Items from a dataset
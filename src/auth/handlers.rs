use axum::{extract::State, Form, Json};
use axum_extra::extract::CookieJar;
use tracing::{info, instrument, warn};

use crate::auth::{
    dto::{LoginForm, LoginResponse, PublicUser, RegisterForm},
    password::{hash_password, verify_password},
    repo::{Role, User},
};
use crate::error::{ApiError, ApiMessage};
use crate::session::{removal_cookie, session_cookie, SessionData};
use crate::state::AppState;
use crate::validation::{is_valid_email, Validator};

#[instrument(skip(state, form))]
pub async fn register(
    State(state): State<AppState>,
    Form(form): Form<RegisterForm>,
) -> Result<Json<ApiMessage>, ApiError> {
    let mut v = Validator::new();
    let first_name = v.required("first_name", &form.first_name, "Le prénom est requis.");
    let last_name = v.required("last_name", &form.last_name, "Le nom est requis.");
    let email = v.email("email", &form.email);
    // The password is not trimmed: leading or trailing spaces are part of it.
    if form.password.is_empty() {
        v.insert_error("password", "Le mot de passe est requis.");
    } else if form.password.chars().count() < 8 {
        v.insert_error(
            "password",
            "Le mot de passe doit contenir au moins 8 caractères.",
        );
    }
    v.finish()?;

    let full_name = format!("{first_name} {last_name}");
    let hash = hash_password(&form.password).map_err(|e| {
        ApiError::internal("Une erreur interne est survenue lors de l'inscription.", e)
    })?;

    // Registration never grants admin; the role is forced to `user`.
    let user = User::insert(&state.db, &full_name, &email, &hash, Role::User)
        .await
        .map_err(|e| {
            ApiError::database("Une erreur interne est survenue lors de l'inscription.", e)
        })?;

    info!(user_id = user.id, email = %user.email, "user registered");
    Ok(Json(ApiMessage::new(
        "Inscription réussie. Vous pouvez maintenant vous connecter.",
    )))
}

#[instrument(skip(state, jar, form))]
pub async fn login(
    State(state): State<AppState>,
    jar: CookieJar,
    Form(form): Form<LoginForm>,
) -> Result<(CookieJar, Json<LoginResponse>), ApiError> {
    let email = form.email.trim().to_string();
    if email.is_empty() || !is_valid_email(&email) {
        return Err(ApiError::Unprocessable(
            "Veuillez fournir une adresse email valide.".into(),
        ));
    }
    if form.password.is_empty() {
        return Err(ApiError::Unprocessable("Le mot de passe est requis.".into()));
    }

    let internal =
        |e: sqlx::Error| ApiError::database("Une erreur interne est survenue lors de la connexion.", e);

    // One message for both failure modes, so accounts cannot be enumerated.
    let Some(user) = User::find_by_email(&state.db, &email).await.map_err(internal)? else {
        warn!(email = %email, "login with unknown email");
        return Err(ApiError::Unauthorized("Identifiants incorrects.".into()));
    };

    let ok = verify_password(&form.password, &user.password_hash).map_err(|e| {
        ApiError::internal("Une erreur interne est survenue lors de la connexion.", e)
    })?;
    if !ok {
        warn!(user_id = user.id, "login with wrong password");
        return Err(ApiError::Unauthorized("Identifiants incorrects.".into()));
    }

    // Fixation defense: whatever token the client presented is discarded
    // and a brand-new session is issued.
    if let Some(old) = jar.get(&state.config.session.cookie_name) {
        if let Err(e) = state.sessions.destroy(old.value()).await {
            warn!(error = %e, "could not discard the previous session");
        }
    }

    let data = SessionData {
        user_id: user.id,
        full_name: user.full_name.clone(),
        email: user.email.clone(),
        role: user.role,
    };
    let token = state.sessions.create(&data).await.map_err(|e| {
        ApiError::internal("Une erreur interne est survenue lors de la connexion.", e)
    })?;
    let jar = jar.add(session_cookie(&state.config.session.cookie_name, token));

    info!(user_id = user.id, email = %user.email, "user logged in");
    Ok((
        jar,
        Json(LoginResponse {
            success: true,
            message: "Connexion réussie.".into(),
            user: PublicUser {
                id: user.id,
                full_name: user.full_name,
                email: user.email,
                role: user.role,
            },
        }),
    ))
}

#[instrument(skip(state, jar))]
pub async fn logout(
    State(state): State<AppState>,
    jar: CookieJar,
) -> Result<(CookieJar, Json<ApiMessage>), ApiError> {
    if let Some(cookie) = jar.get(&state.config.session.cookie_name) {
        state.sessions.destroy(cookie.value()).await.map_err(|e| {
            ApiError::internal("Une erreur interne est survenue lors de la déconnexion.", e)
        })?;
    }
    let jar = jar.remove(removal_cookie(&state.config.session.cookie_name));
    Ok((jar, Json(ApiMessage::new("Déconnexion réussie."))))
}
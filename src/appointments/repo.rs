use serde::Serialize;
use sqlx::{FromRow, PgPool};
use time::PrimitiveDateTime;

use crate::datetime::sql_datetime;

#[derive(Debug, Clone, FromRow)]
pub struct Appointment {
    pub id: i64,
    pub user_id: Option<i64>,
    pub name: String,
    pub email: String,
    pub phone: String,
    pub appointment_date: PrimitiveDateTime,
    pub message: Option<String>,
}

/// Admin listing row with the linked account's display fields, when the
/// booking came from a logged-in visitor.
#[derive(Debug, Clone, Serialize, FromRow)]
pub struct AppointmentWithUser {
    pub id: i64,
    pub user_id: Option<i64>,
    pub user_full_name: Option<String>,
    pub user_email: Option<String>,
    pub name: String,
    pub email: String,
    pub phone: String,
    #[serde(with = "sql_datetime")]
    pub appointment_date: PrimitiveDateTime,
    pub message: Option<String>,
}

impl Appointment {
    pub async fn insert_public(
        db: &PgPool,
        user_id: Option<i64>,
        name: &str,
        email: &str,
        phone: &str,
        appointment_date: PrimitiveDateTime,
        message: Option<&str>,
    ) -> sqlx::Result<()> {
        sqlx::query(
            r#"
            INSERT INTO appointments (user_id, name, email, phone, appointment_date, message)
            VALUES ($1, $2, $3, $4, $5, $6)
            "#,
        )
        .bind(user_id)
        .bind(name)
        .bind(email)
        .bind(phone)
        .bind(appointment_date)
        .bind(message)
        .execute(db)
        .await?;
        Ok(())
    }

    pub async fn list_by_email(db: &PgPool, email: &str) -> sqlx::Result<Vec<Appointment>> {
        sqlx::query_as::<_, Appointment>(
            r#"
            SELECT id, user_id, name, email, phone, appointment_date, message
            FROM appointments
            WHERE email = $1
            ORDER BY appointment_date DESC
            "#,
        )
        .bind(email)
        .fetch_all(db)
        .await
    }

    pub async fn list_with_user(db: &PgPool) -> sqlx::Result<Vec<AppointmentWithUser>> {
        sqlx::query_as::<_, AppointmentWithUser>(
            r#"
            SELECT
                a.id,
                a.user_id,
                u.full_name AS user_full_name,
                u.email AS user_email,
                a.name,
                a.email,
                a.phone,
                a.appointment_date,
                a.message
            FROM appointments a
            LEFT JOIN users u ON u.id = a.user_id
            ORDER BY a.id DESC
            "#,
        )
        .fetch_all(db)
        .await
    }

    /// Admin creation leaves `user_id` unset; only the public form links
    /// bookings to accounts.
    pub async fn insert_admin(
        db: &PgPool,
        name: &str,
        email: &str,
        phone: &str,
        appointment_date: PrimitiveDateTime,
        message: &str,
    ) -> sqlx::Result<()> {
        sqlx::query(
            r#"
            INSERT INTO appointments (name, email, phone, appointment_date, message)
            VALUES ($1, $2, $3, $4, $5)
            "#,
        )
        .bind(name)
        .bind(email)
        .bind(phone)
        .bind(appointment_date)
        .bind(message)
        .execute(db)
        .await?;
        Ok(())
    }

    pub async fn update(
        db: &PgPool,
        id: i64,
        name: &str,
        email: &str,
        phone: &str,
        appointment_date: PrimitiveDateTime,
        message: &str,
    ) -> sqlx::Result<()> {
        sqlx::query(
            r#"
            UPDATE appointments
            SET name = $1,
                email = $2,
                phone = $3,
                appointment_date = $4,
                message = $5
            WHERE id = $6
            "#,
        )
        .bind(name)
        .bind(email)
        .bind(phone)
        .bind(appointment_date)
        .bind(message)
        .bind(id)
        .execute(db)
        .await?;
        Ok(())
    }

    pub async fn delete(db: &PgPool, id: i64) -> sqlx::Result<()> {
        sqlx::query("DELETE FROM appointments WHERE id = $1")
            .bind(id)
            .execute(db)
            .await?;
        Ok(())
    }
}
use async_trait::async_trait;
use axum::{
    extract::FromRequestParts,
    http::request::Parts,
};
use axum_extra::extract::cookie::{Cookie, CookieJar, SameSite};
use serde::{Deserialize, Serialize};
use sqlx::{FromRow, PgPool};
use time::{Duration, OffsetDateTime};
use tracing::warn;
use uuid::Uuid;

use crate::auth::Role;
use crate::error::ApiError;
use crate::state::AppState;

/// What a session remembers about its user. A copy of the user row at login
/// time; admin edits to the user do not rewrite live sessions.
#[derive(Debug, Clone, Serialize, Deserialize, FromRow)]
pub struct SessionData {
    pub user_id: i64,
    pub full_name: String,
    pub email: String,
    pub role: Role,
}

/// Key-value session storage keyed by an opaque token. Injected into
/// handlers through `AppState` instead of living in ambient globals.
#[async_trait]
pub trait SessionStore: Send + Sync {
    /// Store a fresh session and return its token.
    async fn create(&self, data: &SessionData) -> anyhow::Result<String>;

    /// Look up a live (non-expired) session.
    async fn get(&self, token: &str) -> anyhow::Result<Option<SessionData>>;

    /// Drop a session. Unknown tokens are a no-op.
    async fn destroy(&self, token: &str) -> anyhow::Result<()>;
}

pub(crate) fn generate_token() -> String {
    Uuid::new_v4().simple().to_string()
}

/// Postgres-backed store; rows expire by timestamp and are swept
/// opportunistically on create.
pub struct PgSessionStore {
    db: PgPool,
    ttl_minutes: i64,
}

impl PgSessionStore {
    pub fn new(db: PgPool, ttl_minutes: i64) -> Self {
        Self { db, ttl_minutes }
    }
}

#[async_trait]
impl SessionStore for PgSessionStore {
    async fn create(&self, data: &SessionData) -> anyhow::Result<String> {
        sqlx::query("DELETE FROM sessions WHERE expires_at <= now()")
            .execute(&self.db)
            .await?;

        let token = generate_token();
        let expires_at = OffsetDateTime::now_utc() + Duration::minutes(self.ttl_minutes);
        sqlx::query(
            r#"
            INSERT INTO sessions (token, user_id, full_name, email, role, expires_at)
            VALUES ($1, $2, $3, $4, $5, $6)
            "#,
        )
        .bind(&token)
        .bind(data.user_id)
        .bind(&data.full_name)
        .bind(&data.email)
        .bind(data.role)
        .bind(expires_at)
        .execute(&self.db)
        .await?;
        Ok(token)
    }

    async fn get(&self, token: &str) -> anyhow::Result<Option<SessionData>> {
        let session = sqlx::query_as::<_, SessionData>(
            r#"
            SELECT user_id, full_name, email, role
            FROM sessions
            WHERE token = $1 AND expires_at > now()
            "#,
        )
        .bind(token)
        .fetch_optional(&self.db)
        .await?;
        Ok(session)
    }

    async fn destroy(&self, token: &str) -> anyhow::Result<()> {
        sqlx::query("DELETE FROM sessions WHERE token = $1")
            .bind(token)
            .execute(&self.db)
            .await?;
        Ok(())
    }
}

pub fn session_cookie(name: &str, token: String) -> Cookie<'static> {
    Cookie::build((name.to_string(), token))
        .path("/")
        .http_only(true)
        .same_site(SameSite::Lax)
        .build()
}

pub fn removal_cookie(name: &str) -> Cookie<'static> {
    Cookie::build((name.to_string(), ""))
        .path("/")
        .build()
}

/// Optional session for public endpoints: a missing cookie, an unknown
/// token or a store hiccup all read as "not logged in".
pub struct MaybeSession(pub Option<SessionData>);

#[axum::async_trait]
impl FromRequestParts<AppState> for MaybeSession {
    type Rejection = std::convert::Infallible;

    async fn from_request_parts(
        parts: &mut Parts,
        state: &AppState,
    ) -> Result<Self, Self::Rejection> {
        let jar = CookieJar::from_headers(&parts.headers);
        let Some(cookie) = jar.get(&state.config.session.cookie_name) else {
            return Ok(MaybeSession(None));
        };

        match state.sessions.get(cookie.value()).await {
            Ok(session) => Ok(MaybeSession(session)),
            Err(e) => {
                warn!(error = %e, "session lookup failed, treating request as anonymous");
                Ok(MaybeSession(None))
            }
        }
    }
}

/// Admin guard: rejects with 403 before the handler runs any query.
#[derive(Debug)]
pub struct AdminSession(pub SessionData);

#[axum::async_trait]
impl FromRequestParts<AppState> for AdminSession {
    type Rejection = ApiError;

    async fn from_request_parts(
        parts: &mut Parts,
        state: &AppState,
    ) -> Result<Self, Self::Rejection> {
        let forbidden = || ApiError::Forbidden("Accès refusé. Administrateur requis.".into());

        let jar = CookieJar::from_headers(&parts.headers);
        let cookie = jar
            .get(&state.config.session.cookie_name)
            .ok_or_else(forbidden)?;

        let session = state
            .sessions
            .get(cookie.value())
            .await
            .map_err(|e| ApiError::internal("Une erreur interne est survenue.", e))?
            .ok_or_else(forbidden)?;

        if session.role != Role::Admin {
            warn!(user_id = session.user_id, "non-admin hit an admin endpoint");
            return Err(forbidden());
        }

        Ok(AdminSession(session))
    }
}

• _Task prompt_:
Your task is to find every line above containing the word "None" and copy it.

• _Response area_:
            return Ok(MaybeSession(None));
                Ok(MaybeSession(None))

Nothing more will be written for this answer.